I had idly considered the possibility of making babies with a transguy, myself. Of course, I’d have to find the right transguy, but it would make for interesting conversation. And I have to wonder how my parents would take that one. =)
I’m not sure I buy the antibiotics as extreme, but I do buy long term smoking as extreme. Whether the disease is worth the treatment is another question. How severe is the problem? With gender dysphoria, only one person can answer that question, and it’s a different person with each case.
I had a chance to do my karyotype, for fun/educational reasons. It was XX. It’s not something that ever comes up in conversation.
I stand corrected. =) But I think my fundamental claim that we don’t generally identify gender with lab tests holds. =)
If you’re thinking about this kinda stuff you have too much time on your hands. ;p
Kidding aside, I found some of the required Gender stuff for my psych degree interesting. The field is still pretty dynamic as everything is relatively new.

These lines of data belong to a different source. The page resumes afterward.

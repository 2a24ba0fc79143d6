//! Difference records produced by a comparison.

use std::path::{Path, PathBuf};

use compact_str::CompactString;
use serde::{Deserialize, Serialize};
use strum::Display;

use crate::entry::EntryKind;

/// Which side(s) of the comparison a difference pertains to.
#[derive(Debug, Clone, Copy, PartialEq, Eq, Hash, Serialize, Deserialize, Display)]
#[strum(serialize_all = "lowercase")]
#[serde(rename_all = "lowercase")]
pub enum Location {
    /// The first root.
    First,
    /// The second root.
    Second,
    /// Both roots.
    Both,
}

impl Location {
    /// The same location seen from the other side of a swapped comparison.
    pub fn swapped(self) -> Self {
        match self {
            Self::First => Self::Second,
            Self::Second => Self::First,
            Self::Both => Self::Both,
        }
    }
}

/// Category of a difference.
#[derive(Debug, Clone, Copy, PartialEq, Eq, Serialize, Deserialize)]
#[serde(tag = "type", rename_all = "snake_case")]
pub enum DifferenceKind {
    /// Path exists only under the first root.
    OnlyInFirst,
    /// Path exists only under the second root.
    OnlyInSecond,
    /// Path exists on both sides with different entry kinds.
    TypeDiffers {
        first: EntryKind,
        second: EntryKind,
    },
    /// Regular files with different byte sizes.
    SizeDiffers {
        first: u64,
        second: u64,
    },
    /// Regular files of equal size whose bytes differ.
    ContentDiffers,
    /// The entry could not be read on at least one side.
    PermissionError,
}

impl DifferenceKind {
    /// Short human-readable label.
    pub fn label(&self) -> &'static str {
        match self {
            Self::OnlyInFirst => "only in first",
            Self::OnlyInSecond => "only in second",
            Self::TypeDiffers { .. } => "type differs",
            Self::SizeDiffers { .. } => "size differs",
            Self::ContentDiffers => "content differs",
            Self::PermissionError => "permission error",
        }
    }

    /// The same difference seen from the other side of a swapped comparison.
    pub fn swapped(self) -> Self {
        match self {
            Self::OnlyInFirst => Self::OnlyInSecond,
            Self::OnlyInSecond => Self::OnlyInFirst,
            Self::TypeDiffers { first, second } => Self::TypeDiffers {
                first: second,
                second: first,
            },
            Self::SizeDiffers { first, second } => Self::SizeDiffers {
                first: second,
                second: first,
            },
            other => other,
        }
    }
}

/// One reported discrepancy between the two trees.
#[derive(Debug, Clone, PartialEq, Eq, Serialize, Deserialize)]
pub struct DifferenceRecord {
    /// Base name of the relative path.
    pub name: CompactString,
    /// Path relative to both roots.
    pub relative_path: PathBuf,
    /// What differs.
    pub kind: DifferenceKind,
    /// Which side(s) the difference pertains to.
    pub location: Location,
}

impl DifferenceRecord {
    /// Create a record, deriving the name from the relative path.
    pub fn new(relative_path: impl Into<PathBuf>, kind: DifferenceKind, location: Location) -> Self {
        let relative_path = relative_path.into();
        Self {
            name: base_name(&relative_path),
            relative_path,
            kind,
            location,
        }
    }

    /// Path exists only under the first root.
    pub fn only_in_first(relative_path: impl Into<PathBuf>) -> Self {
        Self::new(relative_path, DifferenceKind::OnlyInFirst, Location::First)
    }

    /// Path exists only under the second root.
    pub fn only_in_second(relative_path: impl Into<PathBuf>) -> Self {
        Self::new(relative_path, DifferenceKind::OnlyInSecond, Location::Second)
    }

    /// Entry kinds differ between the two sides.
    pub fn type_differs(relative_path: impl Into<PathBuf>, first: EntryKind, second: EntryKind) -> Self {
        Self::new(
            relative_path,
            DifferenceKind::TypeDiffers { first, second },
            Location::Both,
        )
    }

    /// File sizes differ.
    pub fn size_differs(relative_path: impl Into<PathBuf>, first: u64, second: u64) -> Self {
        Self::new(
            relative_path,
            DifferenceKind::SizeDiffers { first, second },
            Location::Both,
        )
    }

    /// File contents differ.
    pub fn content_differs(relative_path: impl Into<PathBuf>) -> Self {
        Self::new(relative_path, DifferenceKind::ContentDiffers, Location::Both)
    }

    /// Entry unreadable at the given location.
    pub fn permission_error(relative_path: impl Into<PathBuf>, location: Location) -> Self {
        Self::new(relative_path, DifferenceKind::PermissionError, location)
    }

    /// The same record seen from the other side of a swapped comparison.
    pub fn swapped(&self) -> Self {
        Self {
            name: self.name.clone(),
            relative_path: self.relative_path.clone(),
            kind: self.kind.swapped(),
            location: self.location.swapped(),
        }
    }
}

fn base_name(path: &Path) -> CompactString {
    path.file_name()
        .map(|n| CompactString::new(n.to_string_lossy()))
        .unwrap_or_else(|| CompactString::new(path.to_string_lossy()))
}

#[cfg(test)]
mod tests {
    use super::*;

    #[test]
    fn test_record_name_is_base_name() {
        let record = DifferenceRecord::only_in_first("a/b/c.txt");
        assert_eq!(record.name.as_str(), "c.txt");
        assert_eq!(record.relative_path, PathBuf::from("a/b/c.txt"));
        assert_eq!(record.location, Location::First);
    }

    #[test]
    fn test_swapped_size() {
        let record = DifferenceRecord::size_differs("f", 2, 4).swapped();
        assert_eq!(record.kind, DifferenceKind::SizeDiffers { first: 4, second: 2 });
        assert_eq!(record.location, Location::Both);
    }

    #[test]
    fn test_swapped_only_in() {
        let record = DifferenceRecord::only_in_second("x").swapped();
        assert_eq!(record.kind, DifferenceKind::OnlyInFirst);
        assert_eq!(record.location, Location::First);
    }

    #[test]
    fn test_labels() {
        assert_eq!(DifferenceKind::ContentDiffers.label(), "content differs");
        assert_eq!(Location::Both.to_string(), "both");
    }
}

There’s so much to puzzle through and it’s all rather threatening since it asks us to break down who we are as individuals, redefining what genetalia supposedly means. The best quote that comes to mind was, “Traditions are group efforts to keep the unexpected from happening.” And that’s what we’re up against… traditions.
my take
There are all sorts of angles you can take to get perspective on this. Biology, sociology, even politics. Biologically, gender is pretty fluid on evolutionary time scales. If there is “noise” in our genetic programming that makes certain parts of our brains male/female-typical while making the rest of our bodies the other way, it is only because there is some genetic advantage in this fluidity. Even in “lower” animals there can be multiple “genders” even among individuals with typical XX/XY genotypes. So why not in humans? How many times have we heard “alpha male” referring to a human male? Maybe we have multiple gender roles to begin with, and this is just complicated in the extreme case that someone feels that their body is wrong for their identity.
Of course, accepted roles in a given society might differ from our genetic programming. As you have pointed out, our society is changing to allow some room for non-male/female-typical behavior. In some sense gays and lesbians have opened the door for this – we just need to make sure not to slam it shut behind us.
I say, keep thinking about it, challenge yourself, try to think about how you would define your own gender role if you could start from scratch. Maybe you’d live in a world where wearing a dress was ok for men, or maybe not. Just don’t forget that trans people probably need your advocacy more than your introspection (although there’s always that man-in-the-mirror argument)
Re: my take
…or I guess I should say person in the mirror 🙂
For more on the biology, check out “Evolution’s Rainbow” by Dr. Joan Roughgarden, who is an absolutely delightful person, aside from being brilliant.
I don’t have any answers to your questions, but thanks for the thoughtful post. The intersex question is a good one…hopefully there will come a day when we don’t feel it’s necessary to put anyone through extreme measures just because we’re uncomfortable with ambiguity.